I'm using the mclust library for R ( http://www.stat.washington.edu/mclust ) to do some experimental EM-based GMM clustering. The package is great and seems to generally find very good clusters for my data.
The problem is that I don't really know R at all, and while I have managed to muddle through the clustering process based on the help() contents and the extensive readme, I cannot for the life of me figure out how to write out the actual cluster results to file.

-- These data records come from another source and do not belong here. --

//! Connection setup packets and synthesized responses.
//!
//! Hermes speaks both sides of the auth exchange: it greets clients with
//! its own handshake and answers the greeting of every backend it opens.
//! Parsing runs through a small forward-only `Cursor` so truncated or
//! malformed payloads fall out as `None` instead of panicking, and the
//! 20-byte auth nonce is modeled whole rather than in the two wire pieces
//! the v10 layout scatters it into.

use bytes::{BufMut, Bytes, BytesMut};
use sha1::{Digest, Sha1};

use super::packet::{capabilities::*, put_lenenc_int, status_flags, Packet};

const PROTOCOL_VERSION: u8 = 10;
const SERVER_VERSION: &str = "8.0.0-hermes";
const NATIVE_PASSWORD_PLUGIN: &str = "mysql_native_password";
const UTF8_GENERAL_CI: u8 = 0x21;
/// Bytes of the nonce carried in the fixed head of the greeting
const NONCE_HEAD: usize = 8;
/// Bytes of the nonce carried in the tail piece
const NONCE_TAIL: usize = 12;

/// Forward-only reader over a packet payload
struct Cursor<'a> {
    rest: &'a [u8],
}

impl<'a> Cursor<'a> {
    fn new(payload: &'a [u8]) -> Self {
        Self { rest: payload }
    }

    fn take(&mut self, n: usize) -> Option<&'a [u8]> {
        if self.rest.len() < n {
            return None;
        }
        let (head, tail) = self.rest.split_at(n);
        self.rest = tail;
        Some(head)
    }

    fn u8(&mut self) -> Option<u8> {
        self.take(1).map(|b| b[0])
    }

    fn u16_le(&mut self) -> Option<u16> {
        self.take(2).map(|b| u16::from_le_bytes([b[0], b[1]]))
    }

    fn u32_le(&mut self) -> Option<u32> {
        self.take(4).map(|b| u32::from_le_bytes([b[0], b[1], b[2], b[3]]))
    }

    fn peek(&self) -> Option<u8> {
        self.rest.first().copied()
    }

    fn is_empty(&self) -> bool {
        self.rest.is_empty()
    }

    /// NUL-terminated string; the terminator is consumed
    fn cstr(&mut self) -> Option<&'a [u8]> {
        let end = self.rest.iter().position(|&b| b == 0)?;
        let s = &self.rest[..end];
        self.rest = &self.rest[end + 1..];
        Some(s)
    }

    /// Up to the next NUL if one exists, otherwise everything left.
    /// Trailing fields are NUL-terminated by some implementations and
    /// bare in others; both shapes land here.
    fn cstr_or_rest(&mut self) -> &'a [u8] {
        match self.rest.iter().position(|&b| b == 0) {
            Some(end) => {
                let s = &self.rest[..end];
                self.rest = &self.rest[end + 1..];
                s
            }
            None => std::mem::take(&mut self.rest),
        }
    }

    /// Everything left, consumed
    fn rest(&mut self) -> &'a [u8] {
        std::mem::take(&mut self.rest)
    }
}

fn lossy(bytes: &[u8]) -> String {
    String::from_utf8_lossy(bytes).to_string()
}

fn put_cstr(buf: &mut BytesMut, s: &str) {
    buf.put_slice(s.as_bytes());
    buf.put_u8(0);
}

/// The v10 greeting: sent by hermes to clients, received from backends
#[derive(Debug, Clone)]
pub struct InitialHandshake {
    pub server_version: String,
    pub connection_id: u32,
    pub capability_flags: u32,
    pub character_set: u8,
    pub status_flags: u16,
    pub auth_plugin_name: String,
    nonce: [u8; NONCE_HEAD + NONCE_TAIL],
}

impl InitialHandshake {
    /// Greeting hermes presents to a connecting client
    pub fn new(connection_id: u32) -> Self {
        use rand::RngCore;
        let mut nonce = [0u8; NONCE_HEAD + NONCE_TAIL];
        rand::thread_rng().fill_bytes(&mut nonce);

        Self {
            server_version: SERVER_VERSION.to_string(),
            connection_id,
            capability_flags: DEFAULT_CAPABILITIES,
            character_set: UTF8_GENERAL_CI,
            status_flags: status_flags::SERVER_STATUS_AUTOCOMMIT,
            auth_plugin_name: NATIVE_PASSWORD_PLUGIN.to_string(),
            nonce,
        }
    }

    /// The full 20-byte auth nonce
    pub fn nonce(&self) -> &[u8] {
        &self.nonce
    }

    /// Encode the greeting.
    ///
    /// Hermes always offers mysql_native_password over a secure-connection
    /// handshake, so the optional tail sections of the v10 layout are
    /// always present and no conditionals are needed here.
    pub fn encode(&self) -> Packet {
        let mut buf = BytesMut::with_capacity(96);

        buf.put_u8(PROTOCOL_VERSION);
        put_cstr(&mut buf, &self.server_version);
        buf.put_u32_le(self.connection_id);

        // The capability word straddles the charset and status fields;
        // the first nonce piece and a filler byte sit in between.
        buf.put_slice(&self.nonce[..NONCE_HEAD]);
        buf.put_u8(0);
        buf.put_u16_le(self.capability_flags as u16);
        buf.put_u8(self.character_set);
        buf.put_u16_le(self.status_flags);
        buf.put_u16_le((self.capability_flags >> 16) as u16);

        // Announced scramble length counts its NUL terminator
        buf.put_u8((self.nonce.len() + 1) as u8);
        buf.put_bytes(0, 10);

        buf.put_slice(&self.nonce[NONCE_HEAD..]);
        buf.put_u8(0);
        put_cstr(&mut buf, &self.auth_plugin_name);

        Packet::new(0, buf.freeze())
    }

    /// Parse a backend's greeting
    pub fn parse(payload: &[u8]) -> Option<Self> {
        let mut c = Cursor::new(payload);

        if c.u8()? != PROTOCOL_VERSION {
            return None;
        }
        let server_version = lossy(c.cstr()?);
        let connection_id = c.u32_le()?;

        let mut nonce = [0u8; NONCE_HEAD + NONCE_TAIL];
        nonce[..NONCE_HEAD].copy_from_slice(c.take(NONCE_HEAD)?);
        c.take(1)?; // filler

        let caps_low = u32::from(c.u16_le()?);
        let character_set = c.u8()?;
        let status_flags = c.u16_le()?;
        let caps_high = u32::from(c.u16_le()?);
        let capability_flags = caps_high << 16 | caps_low;

        let scramble_len = c.u8()? as usize;
        c.take(10)?; // reserved

        if capability_flags & CLIENT_SECURE_CONNECTION != 0 {
            // The tail piece occupies at least 13 bytes on the wire but
            // only the leading non-NUL bytes belong to the scramble
            let tail = c.take(scramble_len.saturating_sub(NONCE_HEAD).max(NONCE_TAIL + 1))?;
            let used = tail
                .iter()
                .position(|&b| b == 0)
                .unwrap_or(tail.len())
                .min(NONCE_TAIL);
            nonce[NONCE_HEAD..NONCE_HEAD + used].copy_from_slice(&tail[..used]);
        }

        let auth_plugin_name = if capability_flags & CLIENT_PLUGIN_AUTH != 0 && !c.is_empty() {
            lossy(c.cstr_or_rest())
        } else {
            NATIVE_PASSWORD_PLUGIN.to_string()
        };

        Some(Self {
            server_version,
            connection_id,
            capability_flags,
            character_set,
            status_flags,
            auth_plugin_name,
            nonce,
        })
    }
}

I am using the following absurdly simple script to perform the clustering,
myData <- read.csv("data.csv", sep=",", header=FALSE)
attach(myData)
myBIC <- mclustBIC(myData)
mySummary <- summary( myBIC, data=myData )
at which point I have cluster results and a summary. The data in data.csv is just a list of multi-dimensional points, one per line. So each line looks like 'x,y,z' (in the case of 3 dimensions).
If I use 2d points (e.g. just the x and y vals) I can then use the internal plot function to get a very pretty graph that plots the original points and color codes each point based on the cluster it was assigned to. So I know all the info is somewhere in 'myBIC', but the docs and help don't seem to provide any insight as to how to print out this data!
I want to print out a new file based on the results I believe are encoded in myBIC. Something like,
CLUST x, y, z
1 1.2, 3.4, 5.2
1 1.2, 3.3, 5.2
2 5.5, 1.3, 1.3
3 7.1, 1.2, -1.0
3 7.2, 1.2, -1.1
and then - hopefully - also print out the parameters/centroids of the individual gaussians/clusters that the clustering process found.
Surely this is an absurdly easy thing to do and I'm just too ignorant of R to figure it out...
EDIT: I seem to have gotten a little bit further along. Doing the following prints out a somewhat cryptic matrix,
> mySummary$classification
[1] 1 1 2 1 3
[6] 1 1 1 3 1
[12] 1 2 1 3 1
[18] 1 3
which upon reflection I realized is actually the list of samples and their classifications. I guess it is not possible to write this directly via the write command, but a bit more experimentation in the R console lead me to realize that I can do this:
> newData <- mySummary$classification
> write( newData, file="class.csv" )
and that the result actually looks pretty nice!
$ head class.csv
"","x"
"1",1
"2",2
"3",2
where the first column apparenly matches the index for the input data, and the second column describes the assigned class identity.
The 'mySummary$parameters' object appears to be nested though, and has a bunch of sub-objects corresponding to the individual gaussians and their parameters, etc. The 'write' function fails when I try to just write it out, but individually writing out each sub object name is a bit tedious. Which leads me to a new question: how do I iterate over a nested object in R and print the elements out in a serial fashion to a file descriptor?
I have this 'mySummary$parameters' object. It is composed of several sub-objects like 'mySummary$parameters$variance$sigma', etc. I would like to just iterate over everything and print it all to file in the same way that this is done to the CLI automatically...